La réforme juridique au Chili contre l’évasion fiscale et le blanchiment d’argent reportée

Santiago/Valparaiso. La Commission sénatoriale des finances du Chili a reporté mardi le vote sur la réforme juridique que le pays souhaite utiliser pour lutter contre l’évasion fiscale et le blanchiment d’argent.

Bien que le Parlement ait soumis le texte qu’il a approuvé en avril, il ne sera discuté en plénière que la semaine prochaine. Les membres de la commission souhaitent discuter d’un plafond pour les paiements en espèces pour les articles de luxe et de la suppression du secret bancaire.

La veille, la porte-parole du gouvernement, Camila Vallejo, avait rappelé une nouvelle fois que ce type de vote représente « le véritable engagement dans la lutte contre la corruption, contre l’évasion et la fraude fiscales et contre le crime organisé ».

La loi a rencontré une grande approbation au sein de la population. Selon un sondage Pulso Ciudadano, 59,2 pour cent ont approuvé la loi, 9,6 pour cent s’y sont opposés et le reste était indécis.

La réforme s’inspire de la législation de nombreux pays de l’OCDE ; le Chili s’alignerait ainsi sur les normes internationales. Le bureau des impôts devrait avoir un accès plus facile aux transactions sur les comptes en cas de suspicion initiale raisonnable. L’objectif est de traquer plus efficacement les fonds provenant de réseaux d’entreprises opaques et d’activités illégales et criminelles. Chaque année, d’importantes sommes d’argent transitent par le fisc vers des canaux inconnus et dont les infrastructures sociales ont un besoin urgent.

Les entreprises acceptent la loi lorsqu’elle concerne le crime organisé. Cependant, la procédure est remise en question lorsqu’il s’agit de protéger ses propres intérêts.

Un journal économique de premier plan déclare : « La nécessité d’ériger des barrières contre les cas de fraude et de blanchiment d’argent et contre la criminalité organisée en général est incontestée. Toutefois, l’accent doit être mis sur la protection des droits pertinents tels que le secret bancaire. »

La commission sénatoriale des finances a adopté ce point de vue. S’adressant à la presse, son président a déclaré : « La seule chose qui reste à faire est d’ouvrir le secret bancaire au crime organisé. Personne ne doit s’inquiéter à l’idée que son secret soit révélé, c’est pour les activités du crime organisé. »
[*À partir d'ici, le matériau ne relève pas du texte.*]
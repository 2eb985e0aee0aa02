//! Dense kernel adapter.
//!
//! Wraps `faer::Mat<f64>` and exposes exactly the five operations spec'd as
//! the engine's BLAS/LAPACK collaborator: GEMM, GETRF (partial-pivoted LU),
//! TRTRS (triangular solve), QR, and thin SVD. Nothing above this module
//! touches `faer` directly.
//!
//! Pivots are 0-based row indices everywhere, matching `faer` and Rust slice
//! indexing. The `P₂₂ + m₁` composition in the LU recursion (§4.6) uses this
//! convention directly.

use crate::error::{HMatError, Result};
use faer::linalg::triangular_solve as tri;
use faer::{Mat, Par};

/// A dense, column-major, double-precision matrix block.
#[derive(Debug, Clone)]
pub struct DMat {
    inner: Mat<f64>,
}

impl DMat {
    /// An `m x n` zero matrix.
    pub fn zeros(m: usize, n: usize) -> Self {
        Self {
            inner: Mat::zeros(m, n),
        }
    }

    /// Wraps an existing `faer` matrix.
    pub fn from_faer(inner: Mat<f64>) -> Self {
        Self { inner }
    }

    /// The `n x n` identity matrix.
    pub fn identity(n: usize) -> Self {
        Self {
            inner: Mat::identity(n, n),
        }
    }

    /// Builds a matrix by evaluating `f(i, j)` at every entry.
    pub fn from_fn(m: usize, n: usize, f: impl FnMut(usize, usize) -> f64) -> Self {
        Self {
            inner: Mat::from_fn(m, n, f),
        }
    }

    /// Number of rows.
    pub fn nrows(&self) -> usize {
        self.inner.nrows()
    }

    /// Number of columns.
    pub fn ncols(&self) -> usize {
        self.inner.ncols()
    }

    /// `(nrows, ncols)`.
    pub fn shape(&self) -> (usize, usize) {
        (self.inner.nrows(), self.inner.ncols())
    }

    /// Entry `(i, j)`.
    pub fn get(&self, i: usize, j: usize) -> f64 {
        self.inner[(i, j)]
    }

    /// Sets entry `(i, j)`.
    pub fn set(&mut self, i: usize, j: usize, v: f64) {
        self.inner[(i, j)] = v;
    }

    /// Read-only view of the underlying `faer` matrix.
    pub fn as_faer(&self) -> faer::MatRef<'_, f64> {
        self.inner.as_ref()
    }

    /// Mutable view of the underlying `faer` matrix.
    pub fn as_faer_mut(&mut self) -> faer::MatMut<'_, f64> {
        self.inner.as_mut()
    }

    /// Frobenius norm.
    pub fn norm(&self) -> f64 {
        self.inner.norm_l2()
    }

    /// Extracts the `nrows x ncols` sub-block starting at `(row, col)`.
    pub fn submatrix(&self, row: usize, col: usize, nrows: usize, ncols: usize) -> DMat {
        DMat::from_fn(nrows, ncols, |i, j| self.inner[(row + i, col + j)])
    }

    /// Transpose, materialized into a fresh matrix.
    pub fn transposed(&self) -> DMat {
        DMat::from_fn(self.ncols(), self.nrows(), |i, j| self.inner[(j, i)])
    }

    /// `self[p, :]`: selects rows of `self` in the order given by `p`.
    pub fn permuted_rows(&self, p: &[usize]) -> DMat {
        DMat::from_fn(self.nrows(), self.ncols(), |i, j| self.inner[(p[i], j)])
    }

    /// `self + scalar * other`, element-wise. Shapes must match.
    pub fn add_scaled(&self, other: &DMat, scalar: f64) -> DMat {
        DMat::from_fn(self.nrows(), self.ncols(), |i, j| {
            self.inner[(i, j)] + scalar * other.inner[(i, j)]
        })
    }

    /// Horizontally concatenates `[self | other]`.
    pub fn hstack(&self, other: &DMat) -> DMat {
        let (m, n1, n2) = (self.nrows(), self.ncols(), other.ncols());
        DMat::from_fn(m, n1 + n2, |i, j| {
            if j < n1 {
                self.inner[(i, j)]
            } else {
                other.inner[(i, j - n1)]
            }
        })
    }

    /// Scales every entry by `s`.
    pub fn scaled(&self, s: f64) -> DMat {
        DMat::from_fn(self.nrows(), self.ncols(), |i, j| s * self.inner[(i, j)])
    }
}

/// `c <- alpha * a * b + beta * c`, column-major, `f64`.
pub fn gemm(alpha: f64, a: &DMat, b: &DMat, beta: f64, c: &mut DMat) {
    let product = a.as_faer() * b.as_faer();
    for i in 0..c.nrows() {
        for j in 0..c.ncols() {
            let updated = beta * c.get(i, j) + alpha * product[(i, j)];
            c.set(i, j, updated);
        }
    }
}

/// Partial-pivoted LU. Overwrites `c` with the packed `L` (strictly below
/// the diagonal) / `U` (on and above the diagonal) factors and returns the
/// 0-based row permutation `P` such that `P . c_original = L . U`.
pub fn getrf(c: &mut DMat) -> Result<Vec<usize>> {
    let lu = c.as_faer().partial_piv_lu();
    let l = lu.L();
    let u = lu.U();

    let k = c.nrows().min(c.ncols());
    for i in 0..k {
        let pivot = u[(i, i)];
        if pivot.abs() < f64::EPSILON {
            return Err(HMatError::NumericalDegeneracy(format!(
                "zero pivot at row {i}"
            )));
        }
    }

    let packed = DMat::from_fn(c.nrows(), c.ncols(), |i, j| {
        if i > j {
            l[(i, j)]
        } else {
            u[(i, j)]
        }
    });
    *c = packed;

    let perm = lu.row_permutation();
    let (fwd, _inv) = perm.arrays();
    Ok(fwd.to_vec())
}

/// Solves the triangular system indicated by `(lower, unit_diag)`,
/// overwriting `b` with the solution of `a . X = b`.
pub fn trtrs(lower: bool, unit_diag: bool, a: &DMat, b: &mut DMat) {
    let par = Par::Seq;
    match (lower, unit_diag) {
        (true, true) => tri::solve_unit_lower_triangular_in_place(a.as_faer(), b.as_faer_mut(), par),
        (true, false) => tri::solve_lower_triangular_in_place(a.as_faer(), b.as_faer_mut(), par),
        (false, true) => tri::solve_unit_upper_triangular_in_place(a.as_faer(), b.as_faer_mut(), par),
        (false, false) => tri::solve_upper_triangular_in_place(a.as_faer(), b.as_faer_mut(), par),
    }
}

/// Thin QR factorization `A = Q R`.
pub fn qr(a: &DMat) -> (DMat, DMat) {
    let decomp = a.as_faer().qr();
    let q = DMat::from_faer(decomp.compute_thin_Q());
    let r = DMat::from_faer(decomp.compute_thin_R());
    (q, r)
}

/// Thin SVD `A = U diag(sigma) V^T`, singular values in non-increasing
/// order.
pub fn svd(a: &DMat) -> (DMat, Vec<f64>, DMat) {
    let decomp = a.as_faer().thin_svd();
    let u = DMat::from_faer(decomp.U().to_owned());
    let v = DMat::from_faer(decomp.V().to_owned());
    let s = decomp.S();
    let sigma: Vec<f64> = (0..s.nrows().min(s.ncols())).map(|i| s[(i, i)]).collect();
    (u, sigma, v)
}
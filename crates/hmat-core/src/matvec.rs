//! Matrix-vector product: `r <- r + s . a . v`, recursive (§4.4).

use crate::node::{Block, HMatrix};

/// Accumulates `r <- r + s . a . v` in place. `r` must already have length
/// `a.shape().0` and `v` length `a.shape().1`.
pub fn matvec_into(r: &mut [f64], a: &HMatrix, v: &[f64], scalar: f64) {
    match a.block() {
        Block::Dense { c, .. } => {
            for i in 0..c.nrows() {
                let mut acc = 0.0;
                for j in 0..c.ncols() {
                    acc += c.get(i, j) * v[j];
                }
                r[i] += scalar * acc;
            }
        }
        Block::LowRank { a: af, b: bf } => {
            if af.ncols() == 0 {
                return;
            }
            let k = af.ncols();
            // t = s . B^T . v
            let mut t = vec![0.0; k];
            for col in 0..k {
                let mut acc = 0.0;
                for row in 0..bf.nrows() {
                    acc += bf.get(row, col) * v[row];
                }
                t[col] = scalar * acc;
            }
            // r += A . t
            for i in 0..af.nrows() {
                let mut acc = 0.0;
                for col in 0..k {
                    acc += af.get(i, col) * t[col];
                }
                r[i] += acc;
            }
        }
        Block::Hierarchical { children } => {
            let m1 = children[0][0].shape().0;
            let n1 = children[0][0].shape().1;
            let (r1, r2) = r.split_at_mut(m1);
            let (v1, v2) = v.split_at(n1);

            matvec_into(r1, &children[0][0], v1, scalar);
            matvec_into(r1, &children[0][1], v2, scalar);
            matvec_into(r2, &children[1][0], v1, scalar);
            matvec_into(r2, &children[1][1], v2, scalar);
        }
    }
}

impl HMatrix {
    /// `r <- r + s . H . v`, in place.
    pub fn matvec_into(&self, r: &mut [f64], v: &[f64], scalar: f64) {
        matvec_into(r, self, v, scalar);
    }

    /// `s . H . v`, allocating a fresh result vector.
    pub fn matvec(&self, v: &[f64], scalar: f64) -> Vec<f64> {
        let mut r = vec![0.0; self.shape().0];
        self.matvec_into(&mut r, v, scalar);
        r
    }
}

#[cfg(test)]
mod tests {
    use super::*;
    use crate::cluster::Cluster;
    use crate::dense::DMat;

    #[test]
    fn identity_matvec_is_identity() {
        let row = Cluster::leaf(0..4);
        let col = Cluster::leaf(0..4);
        let h = HMatrix::from_dense(DMat::identity(4), row, col);
        let v = vec![1.0, 2.0, 3.0, 4.0];
        let r = h.matvec(&v, 1.0);
        assert_eq!(r, v);
    }

    #[test]
    fn rank_one_matvec() {
        let row = Cluster::leaf(0..4);
        let col = Cluster::leaf(0..4);
        let a = DMat::from_fn(4, 1, |_, _| 1.0);
        let b = DMat::from_fn(4, 1, |i, _| (i + 1) as f64);
        let h = HMatrix::from_low_rank(a, b, row, col).unwrap();
        let v = vec![1.0, 0.0, 0.0, 0.0];
        let r = h.matvec(&v, 1.0);
        assert_eq!(r, vec![1.0, 1.0, 1.0, 1.0]);
    }
}
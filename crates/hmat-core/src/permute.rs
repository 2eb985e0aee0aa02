//! Permutation propagation: applying a leaf row pivot to all row-aligned
//! descendants of a block (§4.8).

use crate::error::{HMatError, Result};
use crate::node::{Block, HMatrix};

/// Applies row permutation `p` (length `h.shape().0`) to every descendant
/// of `h` that stores row-indexed data.
///
/// The permutation must not cross a hierarchical node's row boundary: this
/// is an invariant of the LU algorithm (partial pivoting within a leaf never
/// selects a row outside that leaf) and is asserted here rather than
/// silently tolerated.
pub fn permute(h: &mut HMatrix, p: &[usize]) -> Result<()> {
    let m = h.shape().0;
    if p.len() != m {
        return Err(HMatError::ShapeMismatch(format!(
            "permutation has length {}, expected {m}",
            p.len()
        )));
    }

    match h.block_mut() {
        Block::Dense { c, .. } => {
            *c = c.permuted_rows(p);
        }
        Block::LowRank { a, .. } => {
            *a = a.permuted_rows(p);
        }
        Block::Hierarchical { children } => {
            let m1 = children[0][0].shape().0;
            let m2 = children[1][0].shape().0;

            let (p1, p2_raw) = p.split_at(m1);
            if p2_raw.iter().any(|&x| x < m1) {
                return Err(HMatError::InvariantViolation(
                    "permutation crosses hierarchical block boundary".into(),
                ));
            }
            let p2: Vec<usize> = p2_raw.iter().map(|&x| x - m1).collect();
            if m2 > 0 && p2.iter().copied().max().unwrap_or(0) != m2 - 1 {
                return Err(HMatError::InvariantViolation(
                    "permutation crosses hierarchical block boundary".into(),
                ));
            }

            permute(&mut children[0][0], p1)?;
            permute(&mut children[0][1], p1)?;
            permute(&mut children[1][0], &p2)?;
            permute(&mut children[1][1], &p2)?;
        }
    }
    Ok(())
}

#[cfg(test)]
mod tests {
    use super::*;
    use crate::cluster::Cluster;
    use crate::dense::DMat;

    #[test]
    fn dense_leaf_permutes_rows() {
        let row = Cluster::leaf(0..3);
        let col = Cluster::leaf(0..3);
        let c = DMat::from_fn(3, 3, |i, j| (i * 3 + j) as f64);
        let mut h = HMatrix::from_dense(c, row, col);
        permute(&mut h, &[2, 0, 1]).unwrap();
        if let Block::Dense { c, .. } = h.block() {
            assert_eq!(c.get(0, 0), 6.0);
            assert_eq!(c.get(1, 0), 0.0);
            assert_eq!(c.get(2, 0), 3.0);
        } else {
            panic!("expected dense block");
        }
    }
}
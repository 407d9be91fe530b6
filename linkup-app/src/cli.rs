use std::path::PathBuf;

use anyhow::{Context, Result};
use chrono::NaiveDate;
use clap::{Args, Parser, Subcommand, ValueEnum};
use linkup_sdk::{FetchOptions, LinkupClient, SearchDepth, SearchOptions, StructuredOutput};
use serde_json::Value;

/// Query the Linkup search API from the command line.
#[derive(Debug, Parser)]
#[command(name = "linkup", version, about, long_about = None)]
pub struct Cli {
    /// Settings file (YAML, TOML or JSON); missing files are ignored
    #[arg(long, env = "LINKUP_CONFIG", default_value = "linkup.yaml")]
    pub config: PathBuf,

    /// Mirror logs to stderr as well as the log file
    #[arg(short, long, global = true)]
    pub verbose: bool,

    #[command(subcommand)]
    pub command: Command,
}

#[derive(Debug, Subcommand)]
pub enum Command {
    /// Text and image results for a query
    Search(SearchArgs),
    /// An answer with the sources it was built from
    Answer(SearchArgs),
    /// Output shaped by a JSON Schema file
    Structured {
        #[command(flatten)]
        search: SearchArgs,
        /// Path to the JSON Schema the output must follow
        #[arg(long, value_name = "PATH")]
        schema: PathBuf,
    },
    /// A single page as markdown
    Fetch {
        url: String,
        #[arg(long)]
        render_js: bool,
        #[arg(long)]
        raw_html: bool,
        #[arg(long)]
        images: bool,
    },
    /// Remaining account credits
    Balance,
}

#[derive(Debug, Clone, Copy, Default, ValueEnum)]
pub enum Depth {
    #[default]
    Standard,
    Deep,
}

impl From<Depth> for SearchDepth {
    fn from(depth: Depth) -> Self {
        match depth {
            Depth::Standard => SearchDepth::Standard,
            Depth::Deep => SearchDepth::Deep,
        }
    }
}

#[derive(Debug, Args)]
pub struct SearchArgs {
    pub query: String,

    #[arg(long, value_enum, default_value_t = Depth::Standard)]
    pub depth: Depth,

    /// Restrict results to these domains (repeatable)
    #[arg(long = "include-domain", value_name = "DOMAIN")]
    pub include_domains: Vec<String>,

    /// Drop results from these domains (repeatable)
    #[arg(long = "exclude-domain", value_name = "DOMAIN")]
    pub exclude_domains: Vec<String>,

    /// Earliest publication date, YYYY-MM-DD
    #[arg(long)]
    pub from: Option<NaiveDate>,

    /// Latest publication date, YYYY-MM-DD
    #[arg(long)]
    pub to: Option<NaiveDate>,

    #[arg(long)]
    pub images: bool,

    #[arg(long)]
    pub citations: bool,

    #[arg(long)]
    pub sources: bool,

    #[arg(long)]
    pub max_results: Option<f64>,
}

impl SearchArgs {
    pub fn options(&self) -> SearchOptions {
        SearchOptions {
            exclude_domains: self.exclude_domains.clone(),
            include_domains: self.include_domains.clone(),
            from_date: self.from,
            to_date: self.to,
            include_images: self.images,
            include_inline_citations: self.citations,
            include_sources: self.sources,
            max_results: self.max_results,
        }
    }
}

/// Run one subcommand and return what should be printed.
pub async fn run(client: &LinkupClient, command: Command) -> Result<String> {
    let out = match command {
        Command::Search(args) => {
            let results = client
                .get_search_results(&args.query, args.depth.into(), Some(&args.options()))
                .await?;
            serde_json::to_string_pretty(&results)?
        }
        Command::Answer(args) => {
            let answer = client
                .get_sourced_answer(&args.query, args.depth.into(), Some(&args.options()))
                .await?;
            serde_json::to_string_pretty(&answer)?
        }
        Command::Structured {
            search,
            schema: schema_path,
        } => {
            let raw = std::fs::read_to_string(&schema_path)
                .with_context(|| format!("reading schema {}", schema_path.display()))?;
            let schema: Value = serde_json::from_str(&raw)
                .with_context(|| format!("parsing schema {}", schema_path.display()))?;
            let output = client
                .get_structured_results(
                    &search.query,
                    search.depth.into(),
                    &schema,
                    Some(&search.options()),
                )
                .await?;
            match output {
                StructuredOutput::RawJson(body) => body,
                StructuredOutput::Sourced(sourced) => serde_json::to_string_pretty(&sourced)?,
            }
        }
        Command::Fetch {
            url,
            render_js,
            raw_html,
            images,
        } => {
            let opts = FetchOptions {
                extract_images: images,
                include_raw_html: raw_html,
                render_js,
            };
            let page = client.fetch(&url, Some(&opts)).await?;
            serde_json::to_string_pretty(&page)?
        }
        Command::Balance => client.get_balance().await?.to_string(),
    };
    Ok(out)
}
Jusqu’à présent, le secret bancaire ne peut être levé par un tribunal qu’en cas de soupçons raisonnables, à la demande de l’administration fiscale, du parquet ou d’autres autorités chargées de l’enquête. Il s’agit d’un long processus qui permet aux suspects de dissimuler des informations pertinentes.

Il faudrait désormais renverser la charge de la preuve. L’administration fiscale doit avoir accès aux mouvements du compte et la personne ou l’entreprise suspecte peut s’y opposer dans le cadre d’une procédure abrégée. En outre, il est prévu de réduire les sanctions en cas d’auto-déclaration et de procéder à un contrôle standardisé de groupes entiers d’entreprises. C’est le point crucial de la loi que les entrepreneurs et la majorité sénatoriale veulent empêcher.

Une échappatoire à l’évasion fiscale résulte de relations confuses entre entreprises. Une autre forme d’évasion fiscale est le rachat d’entreprises dites zombies. Il s’agit d’entreprises en faillite, très endettées, auxquelles sont transférés les bénéfices d’entreprises performantes, mais sans les réhabiliter. Dans l’ensemble, des pertes sont enregistrées et les bénéfices cachés ne sont pas imposés. L’ancien président Sebastian Piñera a commencé à parler de tels accords en 2017.

Selon une étude du ministère des Finances, le Chili perd chaque année environ 6,5 pour cent de son produit intérieur brut (PIB) à cause de ces machinations. Concrètement, ce montant est composé de deux postes : 18,4 pour cent de TVA impayée, correspondant à 1,8 pour cent du PIB, et 51,4 pour cent d’impôt sur les sociétés impayés, correspondant à 4,7 pour cent du PIB.